序章その一に当たります。本日中に序章は全て掲載の予定です。ぜひ読んで感想をお聞かせください。

 とある家族の話をしよう。


 オモンの森と呼ばれる、自然豊かな森の中の、開けた場所に住んでいる。昼は太陽の光が優しく照らし、吹き抜ける風は強すぎることはなく、常に心地いい。


夜は、虫たちの声と、風に揺れる木々が、健やかな眠りに導いてくれる。そんな美しい場所で、ユウヒとその母親は暮らしていた。


ユウヒはよく、日が暮れるまで外で遊び、泥だらけになったり、水浸しになったり、毎日楽しそうであった。毎日のように太陽の光を浴びる彼の肌は日に焼けやすく、夏は顔や腕を真っ赤にして家に帰ってくるため、とても痛々しく見えるが、しかし、それがかえって健康な証にも見えてくる。


 そんな健康の権化、太陽の化身、子供は風の子という言葉の体現者である少年ユウヒとは対照的に、彼の母親が家の外で過ごす時間は、ユウヒの半分もなかったようだ。


そのせいというわけでもないが、彼女の肌は透き通るように白く、ユウヒが雪を見て


「母さんの肌とおんなじだね」


というほどである。そんな雪女の肌よりも、真っ白な手袋を一年中左手にはめている。そして、その上から真っ赤な指輪を薬指にはめており、彼女と対面した場合に、一番目立つものとなっている。


ユウヒが以前に、その真っ赤な指輪について訊ねたことがある。

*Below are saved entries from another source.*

use super::*;

#[test]
fn normalize_email_accepts_basic_address() {
    assert_eq!(normalize_email("  USER@Example.com "), Some("user@example.com".to_owned()));
}

#[test]
fn normalize_email_rejects_invalid_values() {
    assert_eq!(normalize_email(""), None);
    assert_eq!(normalize_email("user"), None);
    assert_eq!(normalize_email("@example.com"), None);
    assert_eq!(normalize_email("user@"), None);
    assert_eq!(normalize_email("a@b@c"), None);
}

#[test]
fn normalize_email_rejects_markup_and_whitespace() {
    assert_eq!(normalize_email("<script>@example.com"), None);
    assert_eq!(normalize_email("\"quoted\"@example.com"), None);
    assert_eq!(normalize_email("o'neil@Example.com"), Some("o'neil@example.com".to_owned()));
    assert_eq!(normalize_email("first last@example.com"), None);
    assert_eq!(normalize_email("user@exa\tmple.com"), None);
}

#[test]
fn normalize_code_uppercases_and_trims() {
    let code = generate_access_code();
    assert_eq!(normalize_code(&code), Some(code.clone()));
    assert_eq!(normalize_code(" abc234 "), Some("ABC234".to_owned()));
}

#[test]
fn normalize_code_rejects_ambiguous_and_wrong_length() {
    assert_eq!(normalize_code("abc23"), None);
    assert_eq!(normalize_code("abc2345"), None);
    // 0, 1, I and O are excluded from the alphabet.
    assert_eq!(normalize_code("ABC1I0"), None);
    assert_eq!(normalize_code("ABC23!"), None);
}

#[test]
fn generated_codes_use_the_alphabet() {
    for _ in 0..20 {
        let code = generate_access_code();
        assert_eq!(code.len(), CODE_LEN);
        assert!(code.bytes().all(|b| CODE_ALPHABET.contains(&b)));
    }
}

#[test]
fn hash_access_code_is_stable_sha256_hex() {
    let a = hash_access_code("ABC234");
    assert_eq!(a, hash_access_code("ABC234"));
    assert_ne!(a, hash_access_code("ABC235"));
    assert_eq!(a.len(), 64);
}

#[test]
fn name_from_email_uses_local_part() {
    assert_eq!(name_from_email("ada@example.com"), "ada");
}

#[test]
fn render_template_injects_email_and_code() {
    let html = render_email_code_template("user@example.com", "ABC234");
    assert!(html.contains("user@example.com"));
    assert!(html.contains("ABC234"));
    assert!(!html.contains("{{EMAIL}}"));
    assert!(!html.contains("{{CODE}}"));
}

#[test]
fn render_template_escapes_markup() {
    let html = render_email_code_template("a&b'<i>@example.com", "ABC234");
    assert!(html.contains("a&amp;b&#39;&lt;i&gt;@example.com"));
    assert!(!html.contains("<i>"));
}

#[tokio::test]
async fn delivery_without_config_succeeds() {
    assert!(deliver_access_code(None, "user@example.com", "ABC234").await.is_ok());
}

// =============================================================================
// Live database
// =============================================================================

#[cfg(feature = "live-db-tests")]
fn wrong_code(code: &str) -> &'static str {
    if code == "AAAAAA" { "BBBBBB" } else { "AAAAAA" }
}

#[cfg(feature = "live-db-tests")]
fn unique_email() -> String {
    format!("verify-{}@example.com", Uuid::new_v4().simple())
}

#[cfg(feature = "live-db-tests")]
#[tokio::test]
#[ignore = "requires TEST_DATABASE_URL/live Postgres"]
async fn code_survives_four_failed_attempts() {
    let pool = crate::db::test_helpers::integration_pool().await;
    let (email, code) = request_access_code(&pool, &unique_email()).await.expect("request should succeed");

    for _ in 0..MAX_FAILED_ATTEMPTS - 1 {
        assert!(matches!(
            verify_access_code(&pool, &email, wrong_code(&code)).await,
            Err(EmailAuthError::VerificationFailed)
        ));
    }

    let user_id = verify_access_code(&pool, &email, &code).await.expect("correct code should still verify");
    let owner: Option<String> = sqlx::query_scalar("SELECT email FROM users WHERE id = $1")
        .bind(user_id)
        .fetch_one(&pool)
        .await
        .expect("user lookup should succeed");
    assert_eq!(owner.as_deref(), Some(email.as_str()));

    assert!(matches!(
        verify_access_code(&pool, &email, &code).await,
        Err(EmailAuthError::VerificationFailed)
    ));
}

#[cfg(feature = "live-db-tests")]
#[tokio::test]
#[ignore = "requires TEST_DATABASE_URL/live Postgres"]
async fn code_is_burned_after_five_failed_attempts() {
    let pool = crate::db::test_helpers::integration_pool().await;
    let (email, code) = request_access_code(&pool, &unique_email()).await.expect("request should succeed");

    for _ in 0..MAX_FAILED_ATTEMPTS {
        assert!(verify_access_code(&pool, &email, wrong_code(&code)).await.is_err());
    }

    assert!(matches!(
        verify_access_code(&pool, &email, &code).await,
        Err(EmailAuthError::VerificationFailed)
    ));
}

#[cfg(feature = "live-db-tests")]
#[tokio::test]
#[ignore = "requires TEST_DATABASE_URL/live Postgres"]
async fn new_request_replaces_pending_code() {
    let pool = crate::db::test_helpers::integration_pool().await;
    let address = unique_email();
    let (email, first) = request_access_code(&pool, &address).await.expect("first request should succeed");
    let (_, second) = request_access_code(&pool, &address).await.expect("second request should succeed");

    if first != second {
        assert!(verify_access_code(&pool, &email, &first).await.is_err());
    }
    assert!(verify_access_code(&pool, &email, &second).await.is_ok());
}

母親は珍しく頬を桃色に染め、亡き夫から貰った指輪の話を聞かせてくれたのだった。


「あなたのお父さんがね、『君が月に照らされて、白に塗りつぶされても、自分を見つけられるように』って言って渡してくれたのよ」


 その話をユウヒが覚えているのかはわからないが、桃色に肌を染めた母の表情は印象的で、その時の顔だけは、記憶に深く焼き付いているに違いない。

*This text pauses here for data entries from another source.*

use super::*;
use time::OffsetDateTime;
use uuid::Uuid;

#[test]
fn category_filter_accepts_all_and_known() {
    assert_eq!(parse_category_filter(None), Ok(None));
    assert_eq!(parse_category_filter(Some("all")), Ok(None));
    assert_eq!(parse_category_filter(Some("note")), Ok(Some(ActivityCategory::Note)));
}

#[test]
fn category_filter_rejects_unknown() {
    assert_eq!(parse_category_filter(Some("billing")), Err(StatusCode::BAD_REQUEST));
}

#[test]
fn client_events_allow_navigation_actions() {
    assert_eq!(accept_client_event("navigation", "page_view"), Some((ActivityCategory::Navigation, "page_view")));
    assert_eq!(accept_client_event("navigation", "modal_close"), Some((ActivityCategory::Navigation, "modal_close")));
    assert_eq!(accept_client_event("system", "performance_metric"), Some((ActivityCategory::System, "performance_metric")));
}

#[test]
fn client_events_reject_server_owned_actions() {
    assert_eq!(accept_client_event("auth", "login"), None);
    assert_eq!(accept_client_event("transaction", "create_transaction"), None);
    assert_eq!(accept_client_event("system", "error"), None);
    assert_eq!(accept_client_event("navigation", "login"), None);
    assert_eq!(accept_client_event("unknown", "page_view"), None);
}

#[test]
fn activity_entry_flattens_log_and_adds_description() {
    let log = ActivityLog {
        id: Uuid::nil(),
        user_id: Some(Uuid::nil()),
        category: "navigation".into(),
        action: "page_view".into(),
        details: serde_json::json!({ "page": "notes" }),
        user_agent: None,
        ip_address: Some("203.0.113.7".into()),
        timestamp: OffsetDateTime::UNIX_EPOCH,
    };
    let json = serde_json::to_value(ActivityEntry::from(log)).unwrap();
    assert_eq!(json["description"], "Visited notes");
    assert_eq!(json["action"], "page_view");
    assert_eq!(json["ip_address"], "203.0.113.7");
}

しかし、現在のユウヒが彼女を思い出すなら、普段の白い肌を染めた桃色は、指輪同様、




 真っ赤に見えるのだろう。


 

自然豊かな森の中で暮らす親子。昼は太陽の光が優しく照らし、風が心地いい。そんな美しい場所だった。というのも、ほんの数分前までのお話だ。


 目の前を埋め尽くすのは赤色の炎。目の前だけじゃない。あたり一面真っ赤である。そんな赤一色の中に、まるで染まることを許されなかった異物のように、ユウヒは茫然と立っていた。絶望の色に染まりながら。太陽が、お前のせいだと言わんばかりにユウヒをジリジリと照らす。


 熱い。アツイ。


 吹く風は、かつての心地よさを失い、ユウヒの呼吸を、その熱風で阻害する。


 クルシイ。苦しい。


 そうして、炎、太陽、風に溶かされた異物はようやく染まることを許され、ゆっくりとユウヒの体は炎に侵されていく。


「どうして…」


 どうしてこうなったのか。誰しもが抱く疑問だ。しかし、その疑問に答えてくれる者はどこにもいない。


すべては既に、灰となってしまったのだから。














お読みいただきありがとうございます。皆さんの印象に残る作品になってくれると嬉しいです。ではまた。